## Data supplied
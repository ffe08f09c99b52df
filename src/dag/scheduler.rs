// src/dag/scheduler.rs

//! Greedy memory-aware scheduling over the built (and optionally
//! simplified) node graph.
//!
//! The loop alternates two steps. "Prepare" walks descendants of the most
//! recently executed nodes (initially the sources) and inserts every
//! reachable, unblocked release node into a waiting map keyed by its
//! accumulated priority. "Execute" pops the best waiting node and runs it
//! together with all of its unexecuted ancestors in one batch, expanding
//! fused pre/post lists into the final order.

use std::collections::BTreeMap;

use tracing::{debug, trace};

use crate::dag::node::{NodeArena, NodeId, OpId};

/// Result of one planning call.
#[derive(Debug, Clone)]
pub struct MemoryPlan {
    /// Caller-visible ops in execution order; covers every input op
    /// exactly once and never exposes synthetic release nodes.
    pub order: Vec<OpId>,
    /// Highest live-memory level reached while simulating the order.
    pub peak_memory: i64,
    /// Live memory after the full order has run; zero when every
    /// reusable buffer has been released.
    pub final_memory: i64,
}

pub(crate) struct GreedyScheduler {
    arena: NodeArena,
    active: Vec<NodeId>,
    op_count: usize,

    /// Release nodes waiting for selection, keyed by accumulated
    /// priority. Buckets keep discovery order; the most recently
    /// discovered of equal priority wins.
    waiting: BTreeMap<i64, Vec<NodeId>>,
    /// Nodes whose descendants the next prepare step must visit.
    frontier: Vec<NodeId>,

    order: Vec<OpId>,
    total_memory: i64,
    peak_memory: i64,
}

impl GreedyScheduler {
    pub(crate) fn new(arena: NodeArena, active: Vec<NodeId>, op_count: usize) -> Self {
        Self {
            arena,
            active,
            op_count,
            waiting: BTreeMap::new(),
            frontier: Vec::new(),
            order: Vec::new(),
            total_memory: 0,
            peak_memory: 0,
        }
    }

    pub(crate) fn run(mut self) -> MemoryPlan {
        self.init_blocking();

        // Start from the sources.
        for &id in self.active.clone().iter() {
            debug_assert!(self.arena.nodes[id].alive, "fused node left in active list");
            if self.arena.nodes[id].ins.is_empty() {
                self.frontier.push(id);
            }
        }

        // Coverage alone is not a stop condition: a release can become
        // ready only once the final op has been emitted, and leaving it
        // waiting would strand its buffer.
        loop {
            self.prepare();
            self.frontier.clear();
            let Some(next) = self.pop_best_waiting() else {
                break;
            };
            self.execute(next);
        }

        // Whatever is left must not be holding memory back: a
        // negative-increment node that never ran means a buffer was never
        // released, which is a planner defect.
        for &id in self.active.clone().iter() {
            if !self.arena.nodes[id].executed {
                assert!(
                    self.arena.nodes[id].memory_increment >= 0,
                    "unexecuted release node left behind by the scheduler"
                );
                self.set_accumulation(id);
                self.execute(id);
            }
        }

        assert_eq!(
            self.order.len(),
            self.op_count,
            "planned order must cover every op exactly once"
        );

        debug!(
            ops = self.order.len(),
            peak_memory = self.peak_memory,
            final_memory = self.total_memory,
            "schedule complete"
        );

        MemoryPlan {
            order: self.order,
            peak_memory: self.peak_memory,
            final_memory: self.total_memory,
        }
    }

    /// A release node blocks every negative-increment descendant; such a
    /// descendant may not enter the waiting map until all of its blockers
    /// have fired. First-negative sets are found by a marking walk that
    /// stops at negative nodes, then closed transitively over the
    /// negative-node sub-DAG in deepest-first layer order.
    fn init_blocking(&mut self) {
        self.arena.compute_layers(&self.active);
        let mut releases: Vec<NodeId> = self
            .active
            .iter()
            .copied()
            .filter(|&id| self.arena.nodes[id].memory_increment < 0)
            .collect();
        releases.sort_by_key(|&id| (-(self.arena.nodes[id].min_layer as i64), id));

        for &release in &releases {
            let firsts = self.first_negative_descendants(release);
            let mut blocking: Vec<NodeId> = Vec::new();
            for first in firsts {
                blocking.push(first);
                blocking.extend(self.arena.nodes[first].blocking.iter().copied());
            }
            blocking.sort_unstable();
            blocking.dedup();
            self.arena.nodes[release].blocking = blocking;
            self.arena.nodes[release].blocking_count = 0;
        }
        for &release in &releases {
            for blocked in self.arena.nodes[release].blocking.clone() {
                self.arena.nodes[blocked].blocking_count += 1;
            }
        }
    }

    /// Negative-increment descendants of `id` reachable without crossing
    /// another negative node.
    fn first_negative_descendants(&mut self, id: NodeId) -> Vec<NodeId> {
        let generation = self.arena.bump_descendant_generation();
        let mut firsts = Vec::new();
        let mut stack: Vec<NodeId> = self.arena.nodes[id].outs.iter().copied().collect();
        while let Some(current) = stack.pop() {
            if self.arena.nodes[current]
                .visited_descendant
                .is_marked(generation)
            {
                continue;
            }
            self.arena.nodes[current].visited_descendant.mark(generation);
            if self.arena.nodes[current].memory_increment < 0 {
                firsts.push(current);
            } else {
                stack.extend(self.arena.nodes[current].outs.iter().copied());
            }
        }
        firsts
    }

    /// Walk descendants of the frontier and put every reachable,
    /// unexecuted, unblocked release node into the waiting map.
    fn prepare(&mut self) {
        let generation = self.arena.bump_descendant_generation();
        let mut stack: Vec<NodeId> = Vec::new();
        // Reverse push so the first frontier node is explored first.
        for &id in self.frontier.clone().iter().rev() {
            stack.push(id);
        }
        while let Some(id) = stack.pop() {
            if self.arena.nodes[id].visited_descendant.is_marked(generation) {
                continue;
            }
            self.arena.nodes[id].visited_descendant.mark(generation);
            if self.arena.nodes[id].memory_increment < 0 && !self.arena.nodes[id].executed {
                self.wait(id);
            } else {
                for &out in self.arena.nodes[id].outs.iter().rev() {
                    stack.push(out);
                }
            }
        }
    }

    /// Insert a release node into the waiting map with a freshly computed
    /// accumulated priority, unless it is executed or still blocked.
    fn wait(&mut self, id: NodeId) {
        if self.arena.nodes[id].executed || self.arena.nodes[id].blocking_count > 0 {
            return;
        }
        self.stop_waiting(id);
        self.set_accumulation(id);
        let priority = self.arena.nodes[id].accumulation_priority();
        self.waiting.entry(priority).or_default().push(id);
        self.arena.nodes[id].waiting = true;
        self.arena.nodes[id].waiting_priority = priority;
        trace!(node = id, priority, "release node waiting");
    }

    fn stop_waiting(&mut self, id: NodeId) {
        if !self.arena.nodes[id].waiting {
            return;
        }
        self.arena.nodes[id].waiting = false;
        // The key it was inserted under, which may predate the most
        // recent accumulation.
        let priority = self.arena.nodes[id].waiting_priority;
        let bucket = self
            .waiting
            .get_mut(&priority)
            .expect("waiting node must have a bucket");
        let position = bucket
            .iter()
            .rposition(|&entry| entry == id)
            .expect("waiting node must be in its bucket");
        bucket.remove(position);
        if bucket.is_empty() {
            self.waiting.remove(&priority);
        }
    }

    /// Pop the most recently discovered node of the best priority.
    fn pop_best_waiting(&mut self) -> Option<NodeId> {
        let (&priority, bucket) = self.waiting.iter_mut().next()?;
        let id = bucket.pop().expect("buckets are never left empty");
        if bucket.is_empty() {
            self.waiting.remove(&priority);
        }
        self.arena.nodes[id].waiting = false;
        Some(id)
    }

    /// Compute the accumulated memory effect of executing `id` together
    /// with all of its unexecuted ancestors, and the order those
    /// ancestors should run in.
    ///
    /// Ancestors drain best-standalone-priority first; among positive
    /// nodes that picks maximum `max_difference` first, which keeps the
    /// running peak of the batch as low as the heuristic can. Taking an
    /// ancestor forces its own ancestors to run before it.
    fn set_accumulation(&mut self, id: NodeId) {
        let generation = self.arena.bump_ancestor_generation();
        let mut ancestors = self.arena.collect_unexecuted_ancestors(id, generation);
        // The walk emits the node itself last; the buckets must cover its
        // ancestors only.
        let tail = ancestors.pop();
        debug_assert_eq!(tail, Some(id));

        let mut buckets: BTreeMap<i64, Vec<NodeId>> = BTreeMap::new();
        for &ancestor in &ancestors {
            buckets
                .entry(self.arena.nodes[ancestor].priority())
                .or_default()
                .push(ancestor);
        }

        let generation = self.arena.bump_ancestor_generation();
        let mut ordered: Vec<NodeId> = Vec::new();
        let mut increment: i64 = 0;
        let mut peak: i64 = 0;
        loop {
            let Some(candidate) = buckets.values().next().and_then(|b| b.last().copied()) else {
                break;
            };
            let batch = self
                .arena
                .collect_unexecuted_ancestors(candidate, generation);
            for node in batch {
                ordered.push(node);
                increment += self.arena.nodes[node].memory_increment;
                peak = peak.max(increment + self.arena.nodes[node].max_difference);
                remove_from_bucket(&mut buckets, self.arena.nodes[node].priority(), node);
            }
        }

        increment += self.arena.nodes[id].memory_increment;
        peak = peak.max(increment + self.arena.nodes[id].max_difference);

        let node = &mut self.arena.nodes[id];
        node.ordered_ancestors = ordered;
        node.acc_increment = increment;
        node.acc_peak = peak;
        node.acc_max_difference = peak - increment;
    }

    /// Execute a node: run its unexecuted ancestors in accumulation
    /// order, then the node itself, expanding fused pre/post lists into
    /// the final order and releasing everything each release node was
    /// blocking.
    fn execute(&mut self, id: NodeId) {
        for ancestor in self.arena.nodes[id].ordered_ancestors.clone() {
            if !self.arena.nodes[ancestor].executed {
                self.execute_single(ancestor);
            }
        }
        self.execute_single(id);
        self.total_memory += self.arena.nodes[id].acc_increment;
        self.peak_memory = self
            .peak_memory
            .max(self.total_memory + self.arena.nodes[id].acc_max_difference);
        trace!(
            node = id,
            total_memory = self.total_memory,
            peak_memory = self.peak_memory,
            "executed batch"
        );
    }

    fn execute_single(&mut self, id: NodeId) {
        self.emit(id);
        self.arena.nodes[id].executed = true;
        self.stop_waiting(id);
        self.frontier.push(id);
        if self.arena.nodes[id].memory_increment < 0 {
            for blocked in self.arena.nodes[id].blocking.clone() {
                self.arena.nodes[blocked].blocking_count -= 1;
            }
        }
    }

    /// Expand a node through its fused pre/post lists: pre-list in
    /// reverse order, the node itself, then the post-list forward. Only
    /// caller-visible ops reach the output.
    fn emit(&mut self, root: NodeId) {
        enum Frame {
            Expand(NodeId),
            Emit(NodeId),
        }
        let mut stack = vec![Frame::Expand(root)];
        while let Some(frame) = stack.pop() {
            match frame {
                Frame::Expand(id) => {
                    for &post in self.arena.nodes[id].post.iter().rev() {
                        stack.push(Frame::Expand(post));
                    }
                    stack.push(Frame::Emit(id));
                    // Forward push: the last pre entry ends on top and
                    // therefore runs first.
                    for &pre in self.arena.nodes[id].pre.iter() {
                        stack.push(Frame::Expand(pre));
                    }
                }
                Frame::Emit(id) => {
                    if let Some(op) = self.arena.nodes[id].origin {
                        self.order.push(op);
                    }
                }
            }
        }
    }
}

fn remove_from_bucket(buckets: &mut BTreeMap<i64, Vec<NodeId>>, priority: i64, id: NodeId) {
    if let Some(bucket) = buckets.get_mut(&priority) {
        if let Some(position) = bucket.iter().rposition(|&entry| entry == id) {
            bucket.remove(position);
        }
        if bucket.is_empty() {
            buckets.remove(&priority);
        }
    }
}
// src/config/loader.rs

use std::fs;
use std::path::{Path, PathBuf};

use anyhow::{Context, Result};

use crate::config::model::GraphFile;
use crate::config::validate::validate_graph;

/// Load a graph description from a given path and return the raw
/// [`GraphFile`].
///
/// This only performs TOML deserialization; it does **not** perform
/// semantic validation (reference checks, acyclicity). Use
/// [`load_and_validate`] for that.
pub fn load_from_path(path: impl AsRef<Path>) -> Result<GraphFile> {
    let path = path.as_ref();
    let contents = fs::read_to_string(path)
        .with_context(|| format!("reading graph file at {:?}", path))?;

    let file: GraphFile = toml::from_str(&contents)
        .with_context(|| format!("parsing TOML graph from {:?}", path))?;

    Ok(file)
}

/// Load a graph description from path and run semantic validation.
///
/// This is the recommended entry point for the rest of the application:
/// it reads TOML, applies serde defaults, and checks for unknown
/// references, negative sizes and dependency cycles before the planner
/// ever sees the graph.
pub fn load_and_validate(path: impl AsRef<Path>) -> Result<GraphFile> {
    let file = load_from_path(&path)?;
    validate_graph(&file)?;
    Ok(file)
}

/// Default graph file path: `memdag.toml` in the current working
/// directory.
pub fn default_graph_path() -> PathBuf {
    PathBuf::from("memdag.toml")
}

## What you are asked to do
Lines from the entries that contain the string "been" must be found and copied.

## Exercise response
    /// reusable buffer has been released.
        // ready only once the final op has been emitted, and leaving it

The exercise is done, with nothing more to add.